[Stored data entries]
//! Grid pane rendering

use crate::config::Glyphs;
use crate::grid::{Buffer, Cell, Grid};
use crate::ui::theme::DEFAULT_THEME;
use ratatui::{
    layout::Rect,
    style::{Modifier, Style},
    text::{Line, Span},
    widgets::Paragraph,
    Frame,
};

/// Render the `current` buffer, one terminal row per grid row
pub fn render_grid_pane(frame: &mut Frame, area: Rect, grid: &Grid, glyphs: Glyphs) {
    let paragraph = Paragraph::new(grid_lines(grid, glyphs));
    frame.render_widget(paragraph, area);
}

/// Build one styled line per grid row.
///
/// Consecutive cells in the same state share a span so a mostly-empty row
/// stays a handful of spans.
pub fn grid_lines(grid: &Grid, glyphs: Glyphs) -> Vec<Line<'static>> {
    grid.rows(Buffer::Current)
        .map(|row| {
            let mut spans = Vec::new();
            let mut run = String::new();
            let mut run_state = None;

            for &cell in row {
                if run_state.is_some_and(|state| state != cell) {
                    spans.push(cell_span(std::mem::take(&mut run), run_state));
                }
                run_state = Some(cell);
                run.push(cell.glyph(glyphs.alive, glyphs.dead));
            }
            if !run.is_empty() {
                spans.push(cell_span(run, run_state));
            }

            Line::from(spans)
        })
        .collect()
}

fn cell_span(text: String, state: Option<Cell>) -> Span<'static> {
    let style = match state {
        Some(Cell::Alive) => Style::default()
            .fg(DEFAULT_THEME.alive)
            .add_modifier(Modifier::BOLD),
        _ => Style::default().fg(DEFAULT_THEME.dead),
    };
    Span::styled(text, style)
}

#[cfg(test)]
mod tests {
    use super::*;

    fn line_text(line: &Line) -> String {
        line.spans.iter().map(|s| s.content.as_ref()).collect()
    }

    #[test]
    fn test_grid_lines_text() {
        let grid = Grid::from_rows(&["x..x", "....", "xx.."]);
        let glyphs = Glyphs { alive: '#', dead: '.' };
        let lines = grid_lines(&grid, glyphs);

        let text: Vec<String> = lines.iter().map(line_text).collect();
        assert_eq!(text, vec!["#..#", "....", "##.."]);
    }

    #[test]
    fn test_runs_share_spans() {
        let grid = Grid::from_rows(&["xx...x"]);
        let lines = grid_lines(&grid, Glyphs::default());
        assert_eq!(lines[0].spans.len(), 3);
        assert_eq!(lines[0].spans[1].content.as_ref(), "   ");
    }
}
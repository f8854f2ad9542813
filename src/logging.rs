//! Opt-in debug logging
//!
//! The screen belongs to the renderer while the simulation runs, so logs are
//! only ever written to a file. Without `--log-file` no subscriber is
//! installed and every `tracing` call is a no-op.

use crate::error::{Error, Result};
use std::fs::File;
use std::path::Path;
use std::sync::Mutex;
use tracing_subscriber::{layer::SubscriberExt, util::SubscriberInitExt, EnvFilter};

/// Filter used when `RUST_LOG` is unset
const DEFAULT_FILTER: &str = "debug";

/// Install the global subscriber if a log file was requested.
///
/// Returns whether logging is active.
pub fn init(log_file: Option<&Path>) -> Result<bool> {
    let Some(path) = log_file else {
        return Ok(false);
    };

    let file = File::create(path).map_err(|source| Error::LogFile {
        path: path.to_path_buf(),
        source,
    })?;

    tracing_subscriber::registry()
        .with(EnvFilter::try_from_default_env().unwrap_or_else(|_| EnvFilter::new(DEFAULT_FILTER)))
        .with(
            tracing_subscriber::fmt::layer()
                .with_ansi(false)
                .with_target(false)
                .with_writer(Mutex::new(file)),
        )
        .try_init()
        .map_err(|e| Error::Logging(e.to_string()))?;

    Ok(true)
}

# WHAT YOU SHOULD DO:
Reproduce the lines of the records exactly, from the first one through the line that contains "handful of spans.".

# RESPONSE TO THIS EXERCISE:
//! Grid pane rendering

use crate::config::Glyphs;
use crate::grid::{Buffer, Cell, Grid};
use crate::ui::theme::DEFAULT_THEME;
use ratatui::{
    layout::Rect,
    style::{Modifier, Style},
    text::{Line, Span},
    widgets::Paragraph,
    Frame,
};

/// Render the `current` buffer, one terminal row per grid row
pub fn render_grid_pane(frame: &mut Frame, area: Rect, grid: &Grid, glyphs: Glyphs) {
    let paragraph = Paragraph::new(grid_lines(grid, glyphs));
    frame.render_widget(paragraph, area);
}

/// Build one styled line per grid row.
///
/// Consecutive cells in the same state share a span so a mostly-empty row
/// stays a handful of spans.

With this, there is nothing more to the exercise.